▸ **Your goal**:
Once the line with "use std::ptr;" is found in the entries below, repeat it and each following line exactly, up to and including the line with "let text = CStr::from_ptr(s.data).to_str().unwrap();". Add no other lines.

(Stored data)
Content starts

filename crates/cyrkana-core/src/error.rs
use std::fmt;

/// Which text blob a parse failure came from.
#[derive(Debug, Clone, PartialEq, Eq)]
pub enum BlobKind {
    Profiles,
    KanaTable,
    Schema(String),
}

impl fmt::Display for BlobKind {
    fn fmt(&self, f: &mut fmt::Formatter<'_>) -> fmt::Result {
        match self {
            BlobKind::Profiles => f.write_str("profiles"),
            BlobKind::KanaTable => f.write_str("kana table"),
            BlobKind::Schema(id) => write!(f, "schema {id}"),
        }
    }
}

/// Coarse classification of [`EngineError`].
#[derive(Debug, Clone, Copy, PartialEq, Eq)]
pub enum ErrorKind {
    /// The supplied blob was rejected; nothing was committed.
    Input,
    /// The call sequence is wrong (not initialized, unknown profile, ...).
    Usage,
    /// Loaded data is inconsistent (schema vs. kana table).
    Configuration,
}

#[derive(Debug, Clone, PartialEq, Eq, thiserror::Error)]
pub enum EngineError {
    #[error("malformed {blob}: {reason}")]
    MalformedInput { blob: BlobKind, reason: String },

    #[error("schema {0} has no entries")]
    EmptySchema(String),

    #[error("engine not initialized")]
    NotInitialized,

    #[error("engine already initialized")]
    AlreadyInitialized,

    #[error("profile not found: {0}")]
    ProfileNotFound(String),

    #[error("schema not loaded: {0}")]
    SchemaNotLoaded(String),

    #[error("sequence {sequence:?} maps to syllable {syllable:?}, missing from the kana table")]
    MissingSyllableMapping { sequence: String, syllable: String },
}

impl EngineError {
    pub(crate) fn malformed(blob: BlobKind, reason: impl fmt::Display) -> Self {
        EngineError::MalformedInput {
            blob,
            reason: reason.to_string(),
        }
    }

    pub fn kind(&self) -> ErrorKind {
        match self {
            EngineError::MalformedInput { .. } | EngineError::EmptySchema(_) => ErrorKind::Input,
            EngineError::NotInitialized
            | EngineError::AlreadyInitialized
            | EngineError::ProfileNotFound(_)
            | EngineError::SchemaNotLoaded(_) => ErrorKind::Usage,
            EngineError::MissingSyllableMapping { .. } => ErrorKind::Configuration,
        }
    }
}
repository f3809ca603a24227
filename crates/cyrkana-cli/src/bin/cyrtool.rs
use std::fs;
use std::path::PathBuf;
use std::process;

use clap::{Parser, Subcommand};
use tracing_subscriber::EnvFilter;

use cyrkana_cli::commands::{check_ops, config_ops, convert_ops, profile_ops};
use cyrkana_cli::AssetDir;

#[derive(Parser)]
#[command(name = "cyrtool", about = "Cyrillic to kana asset diagnostics")]
struct Cli {
    /// Asset directory (profiles, kana table, schemas)
    #[arg(long, global = true, default_value = "demos/assets")]
    assets: PathBuf,
    /// Custom settings TOML, applied before anything else
    #[arg(long, global = true)]
    settings: Option<PathBuf>,
    /// Log engine events to stderr
    #[arg(short, long, global = true)]
    verbose: bool,
    #[command(subcommand)]
    command: Command,
}

#[derive(Subcommand)]
enum Command {
    /// List registered profiles (* marks the default)
    Profiles {
        /// Output as JSON instead of text
        #[arg(long)]
        json: bool,
    },
    /// Replay keystrokes through a profile, feeding back the buffer
    Convert {
        /// Profile id
        profile: String,
        /// Keystrokes, one glyph per argument
        #[arg(required = true)]
        keys: Vec<String>,
        /// Output one JSON object per keystroke
        #[arg(long)]
        json: bool,
    },
    /// Check schemas against layouts and the kana table
    Check {
        /// Profile id (default: all profiles)
        profile: Option<String>,
        /// Output as JSON instead of text
        #[arg(long)]
        json: bool,
    },
    /// Default settings export and validation
    Settings {
        #[command(subcommand)]
        action: SettingsAction,
    },
}

#[derive(Subcommand)]
enum SettingsAction {
    /// Export default settings as TOML
    Export,
    /// Validate a custom settings TOML file
    Validate {
        /// Path to the TOML file
        file: String,
    },
}

fn init_logging(verbose: bool) {
    let default = if verbose { "debug" } else { "warn" };
    tracing_subscriber::fmt()
        .with_writer(std::io::stderr)
        .with_target(false)
        .with_env_filter(
            EnvFilter::try_from_default_env().unwrap_or_else(|_| EnvFilter::new(default)),
        )
        .init();
}

fn main() {
    let cli = Cli::parse();
    init_logging(cli.verbose);

    if let Some(path) = &cli.settings {
        let content = fs::read_to_string(path).unwrap_or_else(|e| {
            eprintln!("Error reading {}: {e}", path.display());
            process::exit(1);
        });
        if let Err(e) = cyrkana_core::settings::init_custom(content) {
            eprintln!("Error: {e}");
            process::exit(1);
        }
    }

    let assets = AssetDir::new(cli.assets.clone());
    match cli.command {
        Command::Profiles { json } => profile_ops::profiles_cmd(&assets, json),
        Command::Convert {
            profile,
            keys,
            json,
        } => convert_ops::convert_cmd(&assets, &profile, &keys, json),
        Command::Check { profile, json } => {
            check_ops::check_cmd(&assets, profile.as_deref(), json)
        }
        Command::Settings { action } => match action {
            SettingsAction::Export => config_ops::settings_export(),
            SettingsAction::Validate { file } => config_ops::settings_validate(&file),
        },
    }
}
//! Global syllable-id → output text table, shared by every profile.

use std::collections::HashMap;

use crate::error::{BlobKind, EngineError};
use crate::json::UniqueMap;

#[derive(Debug, Clone, Default)]
pub struct KanaTable {
    map: HashMap<String, String>,
}

impl KanaTable {
    /// Parse a flat JSON object `{"ka": "か", ...}`.
    pub fn from_json(blob: &str) -> Result<Self, EngineError> {
        let UniqueMap(map) = serde_json::from_str::<UniqueMap<String>>(blob)
            .map_err(|e| EngineError::malformed(BlobKind::KanaTable, e))?;
        Self::from_map(map)
    }

    pub fn from_map(map: HashMap<String, String>) -> Result<Self, EngineError> {
        for (id, text) in &map {
            if id.is_empty() {
                return Err(EngineError::malformed(
                    BlobKind::KanaTable,
                    "empty syllable id",
                ));
            }
            if text.is_empty() {
                return Err(EngineError::malformed(
                    BlobKind::KanaTable,
                    format_args!("empty output for syllable {id:?}"),
                ));
            }
        }
        Ok(Self { map })
    }

    pub fn resolve(&self, syllable: &str) -> Option<&str> {
        self.map.get(syllable).map(String::as_str)
    }

    pub fn len(&self) -> usize {
        self.map.len()
    }

    pub fn is_empty(&self) -> bool {
        self.map.is_empty()
    }
}
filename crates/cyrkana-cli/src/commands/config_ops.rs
use std::fs;
use std::process;

macro_rules! die {
    ($result:expr, $($arg:tt)*) => {
        $result.unwrap_or_else(|e| {
            eprintln!($($arg)*, e);
            process::exit(1);
        })
    };
}

pub fn settings_export() {
    print!("{}", cyrkana_core::settings::default_toml());
}

pub fn settings_validate(file: &str) {
    let content = die!(fs::read_to_string(file), "Error reading {file}: {}");
    let s = die!(
        cyrkana_core::settings::parse_settings_toml(&content),
        "Error: {}"
    );
    println!(
        "OK: profiles.default={}, assets.schema_file(<id>)={}",
        s.profiles.default,
        s.assets.schema_file("<id>")
    );
}
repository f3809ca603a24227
//! Directory-backed asset provider.
//!
//! The engine only ever sees text blobs; this module is the collaborator that
//! reads them from disk, laid out per the `[assets]` settings.

use std::collections::HashSet;
use std::fs;
use std::io;
use std::path::{Path, PathBuf};

use cyrkana_core::settings::{settings, AssetSettings};
use cyrkana_core::{Engine, EngineError};
use tracing::debug;

#[derive(Debug, thiserror::Error)]
pub enum AssetError {
    #[error("{}: {source}", path.display())]
    Io {
        path: PathBuf,
        #[source]
        source: io::Error,
    },

    #[error(transparent)]
    Engine(#[from] EngineError),
}

/// Reads profiles, the kana table and schemas from one directory.
#[derive(Debug, Clone)]
pub struct AssetDir {
    root: PathBuf,
    layout: AssetSettings,
}

impl AssetDir {
    /// Asset directory using the global settings' file layout.
    pub fn new(root: impl Into<PathBuf>) -> Self {
        Self::with_layout(root, settings().assets.clone())
    }

    pub fn with_layout(root: impl Into<PathBuf>, layout: AssetSettings) -> Self {
        Self {
            root: root.into(),
            layout,
        }
    }

    pub fn root(&self) -> &Path {
        &self.root
    }

    pub fn profiles_json(&self) -> Result<String, AssetError> {
        self.read(&self.layout.profiles)
    }

    pub fn kana_json(&self) -> Result<String, AssetError> {
        self.read(&self.layout.kana_table)
    }

    pub fn schema_json(&self, schema_id: &str) -> Result<String, AssetError> {
        self.read(&self.layout.schema_file(schema_id))
    }

    /// Initialize `engine` from this directory without loading any schema.
    pub fn init(&self, engine: &Engine) -> Result<(), AssetError> {
        let profiles = self.profiles_json()?;
        let kana = self.kana_json()?;
        engine.init(&profiles, &kana)?;
        Ok(())
    }

    /// Load the schema `profile_id` refers to, if not already cached.
    pub fn load_schema_for(&self, engine: &Engine, profile_id: &str) -> Result<(), AssetError> {
        let schema_id = engine.profile(profile_id)?.input_schema_id;
        if engine.is_schema_loaded(&schema_id) {
            return Ok(());
        }
        let blob = self.schema_json(&schema_id)?;
        engine.load_schema(&schema_id, &blob)?;
        Ok(())
    }

    /// A fresh engine with every referenced schema loaded.
    pub fn open_engine(&self) -> Result<Engine, AssetError> {
        let engine = Engine::new();
        self.init(&engine)?;
        let mut seen = HashSet::new();
        for profile in engine.profiles()? {
            if seen.insert(profile.input_schema_id.clone()) {
                self.load_schema_for(&engine, &profile.id)?;
            }
        }
        Ok(engine)
    }

    fn read(&self, rel: &str) -> Result<String, AssetError> {
        let path = self.root.join(rel);
        debug!(path = %path.display(), "reading asset");
        fs::read_to_string(&path).map_err(|source| AssetError::Io { path, source })
    }
}
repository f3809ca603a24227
fn main() {
    // Validate embedded TOML files at compile time.
    validate_toml(
        "src/default_settings.toml",
        include_str!("src/default_settings.toml"),
    );
}

fn validate_toml(path: &str, content: &str) {
    if content.parse::<toml::Value>().is_err() {
        panic!("{path} contains invalid TOML");
    }
}
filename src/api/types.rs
use cyrkana_core::{Action, ConversionResult, EngineError, Profile};

// ---------------------------------------------------------------------------
// Error
// ---------------------------------------------------------------------------

/// One variant per engine error, plus the settings/IO failures of the
/// top-level functions.
#[derive(Debug, thiserror::Error, uniffi::Error)]
pub enum CyrError {
    #[error("malformed input: {msg}")]
    MalformedInput { msg: String },
    #[error("empty schema: {schema_id}")]
    EmptySchema { schema_id: String },
    #[error("engine not initialized")]
    NotInitialized,
    #[error("engine already initialized")]
    AlreadyInitialized,
    #[error("profile not found: {profile_id}")]
    ProfileNotFound { profile_id: String },
    #[error("schema not loaded: {schema_id}")]
    SchemaNotLoaded { schema_id: String },
    #[error("missing syllable mapping: {sequence} -> {syllable}")]
    MissingSyllableMapping { sequence: String, syllable: String },
    #[error("IO error: {msg}")]
    Io { msg: String },
    #[error("invalid data: {msg}")]
    InvalidData { msg: String },
}

impl From<EngineError> for CyrError {
    fn from(e: EngineError) -> Self {
        match e {
            EngineError::MalformedInput { .. } => CyrError::MalformedInput { msg: e.to_string() },
            EngineError::EmptySchema(schema_id) => CyrError::EmptySchema { schema_id },
            EngineError::NotInitialized => CyrError::NotInitialized,
            EngineError::AlreadyInitialized => CyrError::AlreadyInitialized,
            EngineError::ProfileNotFound(profile_id) => CyrError::ProfileNotFound { profile_id },
            EngineError::SchemaNotLoaded(schema_id) => CyrError::SchemaNotLoaded { schema_id },
            EngineError::MissingSyllableMapping { sequence, syllable } => {
                CyrError::MissingSyllableMapping { sequence, syllable }
            }
        }
    }
}

// ---------------------------------------------------------------------------
// Records (value types, copied across FFI boundary)
// ---------------------------------------------------------------------------

#[derive(Debug, Clone, PartialEq, uniffi::Record)]
pub struct CyrProfile {
    pub id: String,
    pub name_local: String,
    pub name_default: String,
    pub keyboard_layout: Vec<String>,
    pub input_schema_id: String,
}

impl From<Profile> for CyrProfile {
    fn from(p: Profile) -> Self {
        Self {
            id: p.id,
            name_local: p.name_local,
            name_default: p.name_default,
            keyboard_layout: p.keyboard_layout,
            input_schema_id: p.input_schema_id,
        }
    }
}

#[derive(Debug, Clone, PartialEq, uniffi::Record)]
pub struct CyrConversionResult {
    pub action: CyrAction,
    pub output: String,
    pub buffer: String,
}

impl From<ConversionResult> for CyrConversionResult {
    fn from(r: ConversionResult) -> Self {
        Self {
            action: r.action.into(),
            output: r.output,
            buffer: r.buffer,
        }
    }
}

// ---------------------------------------------------------------------------
// Enums
// ---------------------------------------------------------------------------

#[derive(Debug, Clone, Copy, PartialEq, Eq, uniffi::Enum)]
pub enum CyrAction {
    Commit,
    Composing,
    Clear,
}

impl From<Action> for CyrAction {
    fn from(a: Action) -> Self {
        match a {
            Action::Commit => CyrAction::Commit,
            Action::Composing => CyrAction::Composing,
            Action::Clear => CyrAction::Clear,
        }
    }
}
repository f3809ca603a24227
use super::*;
use std::ffi::{CStr, CString};
use std::ptr;

use cyrkana_core::Engine;

const PROFILES: &str = r#"[{"id":"rus_test","name_local":"テスト","name_default":"Test",
    "keyboardLayout":["А","К","Я"],"inputSchemaId":"schema_test"}]"#;
const KANA: &str = r#"{"a":"あ","ka":"か","kya":"きゃ"}"#;
const SCHEMA: &str = r#"{"А":{"kana_key":"a"},"КА":{"kana_key":"ka"},"КЯ":{"kana_key":"kya"},
    "ЖЁ":{"kana_key":"zyo"}}"#;

fn c(s: &str) -> CString {
    CString::new(s).unwrap()
}

unsafe fn read(s: &CyrString) -> &str {
    assert!(!s.data.is_null());
    let text = CStr::from_ptr(s.data).to_str().unwrap();
    assert_eq!(text.len(), s.len);
    text
}

fn ready_engine() -> *mut Engine {
    let engine = cyr_engine_new();
    let (profiles, kana, id, schema) = (c(PROFILES), c(KANA), c("schema_test"), c(SCHEMA));
    assert_eq!(
        cyr_engine_init(engine, profiles.as_ptr(), kana.as_ptr()),
        CyrStatus::Ok
    );
    assert_eq!(
        cyr_engine_load_schema(engine, id.as_ptr(), schema.as_ptr()),
        CyrStatus::Ok
    );
    engine
}

fn press(engine: *mut Engine, buffer: &str, key: &str) -> CyrKeyResult {
    let (profile, buffer, key) = (c("rus_test"), c(buffer), c(key));
    cyr_engine_process_key(engine, profile.as_ptr(), buffer.as_ptr(), key.as_ptr())
}

#[test]
fn test_ffi_version() {
    let v = unsafe { CStr::from_ptr(cyr_version()) }.to_str().unwrap();
    assert_eq!(v, env!("CARGO_PKG_VERSION"));
    assert_eq!(v, cyrkana_core::VERSION);
    assert_eq!(VERSION_NUL.len(), v.len() + 1);
    // Same pointer on every call.
    assert_eq!(cyr_version(), cyr_version());
}

#[test]
fn test_ffi_compose_then_commit() {
    let engine = ready_engine();

    let r1 = press(engine, "", "К");
    assert_eq!(r1.status, CyrStatus::Ok);
    assert_eq!(r1.action, 1);
    let buffer = unsafe { read(&r1.buffer) }.to_string();
    assert_eq!(buffer, "К");
    assert_eq!(unsafe { read(&r1.output) }, "");
    assert!(r1.error.data.is_null());
    cyr_key_result_free(r1);

    let r2 = press(engine, &buffer, "Я");
    assert_eq!(r2.status, CyrStatus::Ok);
    assert_eq!(r2.action, 2);
    assert_eq!(unsafe { read(&r2.output) }, "きゃ");
    assert_eq!(unsafe { read(&r2.buffer) }, "");
    cyr_key_result_free(r2);

    let r3 = press(engine, "", "Щ");
    assert_eq!(r3.status, CyrStatus::Ok);
    assert_eq!(r3.action, 0);
    cyr_key_result_free(r3);

    cyr_engine_free(engine);
}

#[test]
fn test_ffi_error_statuses() {
    let engine = cyr_engine_new();

    let r = press(engine, "", "А");
    assert_eq!(r.status, CyrStatus::NotInitialized);
    assert_eq!(unsafe { read(&r.error) }, "engine not initialized");
    cyr_key_result_free(r);

    let (bad, kana) = (c("[{"), c(KANA));
    assert_eq!(
        cyr_engine_init(engine, bad.as_ptr(), kana.as_ptr()),
        CyrStatus::MalformedInput
    );
    let profiles = c(PROFILES);
    assert_eq!(
        cyr_engine_init(engine, profiles.as_ptr(), kana.as_ptr()),
        CyrStatus::Ok
    );
    assert_eq!(
        cyr_engine_init(engine, profiles.as_ptr(), kana.as_ptr()),
        CyrStatus::AlreadyInitialized
    );

    let r = press(engine, "", "А");
    assert_eq!(r.status, CyrStatus::SchemaNotLoaded);
    cyr_key_result_free(r);

    let (id, empty) = (c("schema_test"), c("{}"));
    assert_eq!(
        cyr_engine_load_schema(engine, id.as_ptr(), empty.as_ptr()),
        CyrStatus::EmptySchema
    );
    assert_eq!(cyr_engine_is_schema_loaded(engine, id.as_ptr()), 0);

    let schema = c(SCHEMA);
    assert_eq!(
        cyr_engine_load_schema(engine, id.as_ptr(), schema.as_ptr()),
        CyrStatus::Ok
    );
    assert_eq!(cyr_engine_is_schema_loaded(engine, id.as_ptr()), 1);

    let r = press(engine, "Ж", "Ё");
    assert_eq!(r.status, CyrStatus::MissingSyllableMapping);
    assert!(unsafe { read(&r.error) }.contains("zyo"));
    cyr_key_result_free(r);

    let (profile, key) = (c("nonexistent"), c("А"));
    let empty_buf = c("");
    let r = cyr_engine_process_key(engine, profile.as_ptr(), empty_buf.as_ptr(), key.as_ptr());
    assert_eq!(r.status, CyrStatus::ProfileNotFound);
    cyr_key_result_free(r);

    cyr_engine_free(engine);
}

#[test]
fn test_ffi_null_safety() {
    let key = c("А");
    let r = cyr_engine_process_key(ptr::null(), key.as_ptr(), key.as_ptr(), key.as_ptr());
    assert_eq!(r.status, CyrStatus::InvalidArgument);
    cyr_key_result_free(r);

    let engine = ready_engine();
    let r = cyr_engine_process_key(engine, ptr::null(), key.as_ptr(), key.as_ptr());
    assert_eq!(r.status, CyrStatus::InvalidArgument);
    cyr_key_result_free(r);

    assert_eq!(
        cyr_engine_init(engine, ptr::null(), key.as_ptr()),
        CyrStatus::InvalidArgument
    );
    assert_eq!(
        cyr_engine_load_schema(engine, ptr::null(), ptr::null()),
        CyrStatus::InvalidArgument
    );
    assert!(cyr_engine_profiles_json(ptr::null()).data.is_null());

    // Freeing null handles and strings is a no-op.
    cyr_engine_free(ptr::null_mut());
    cyr_string_free(CyrString::null());
    cyr_engine_free(engine);
}

#[test]
fn test_ffi_invalid_utf8() {
    let engine = ready_engine();
    let bad = CString::new(vec![0xff, 0xfe]).unwrap();
    let (profile, empty) = (c("rus_test"), c(""));
    let r = cyr_engine_process_key(engine, profile.as_ptr(), empty.as_ptr(), bad.as_ptr());
    assert_eq!(r.status, CyrStatus::InvalidArgument);
    cyr_key_result_free(r);
    cyr_engine_free(engine);
}

#[test]
fn test_ffi_profiles_json() {
    let engine = cyr_engine_new();
    assert!(cyr_engine_profiles_json(engine).data.is_null());
    cyr_engine_free(engine);

    let engine = ready_engine();
    let json = cyr_engine_profiles_json(engine);
    let value: serde_json::Value = serde_json::from_str(unsafe { read(&json) }).unwrap();
    assert_eq!(value[0]["id"], "rus_test");
    assert_eq!(value[0]["keyboardLayout"][1], "К");
    cyr_string_free(json);
    cyr_engine_free(engine);
}

#[test]
fn test_ffi_status_message() {
    let msg = unsafe { CStr::from_ptr(cyr_status_message(CyrStatus::ProfileNotFound as i32)) };
    assert_eq!(msg.to_str().unwrap(), "profile not found");
    let unknown = unsafe { CStr::from_ptr(cyr_status_message(-1)) };
    assert_eq!(unknown.to_str().unwrap(), "unknown status");
}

Content ends

▸ **Task answer**:
use std::ptr;

use cyrkana_core::Engine;

const PROFILES: &str = r#"[{"id":"rus_test","name_local":"テスト","name_default":"Test",
    "keyboardLayout":["А","К","Я"],"inputSchemaId":"schema_test"}]"#;
const KANA: &str = r#"{"a":"あ","ka":"か","kya":"きゃ"}"#;
const SCHEMA: &str = r#"{"А":{"kana_key":"a"},"КА":{"kana_key":"ka"},"КЯ":{"kana_key":"kya"},
    "ЖЁ":{"kana_key":"zyo"}}"#;

fn c(s: &str) -> CString {
    CString::new(s).unwrap()
}

unsafe fn read(s: &CyrString) -> &str {
    assert!(!s.data.is_null());
    let text = CStr::from_ptr(s.data).to_str().unwrap();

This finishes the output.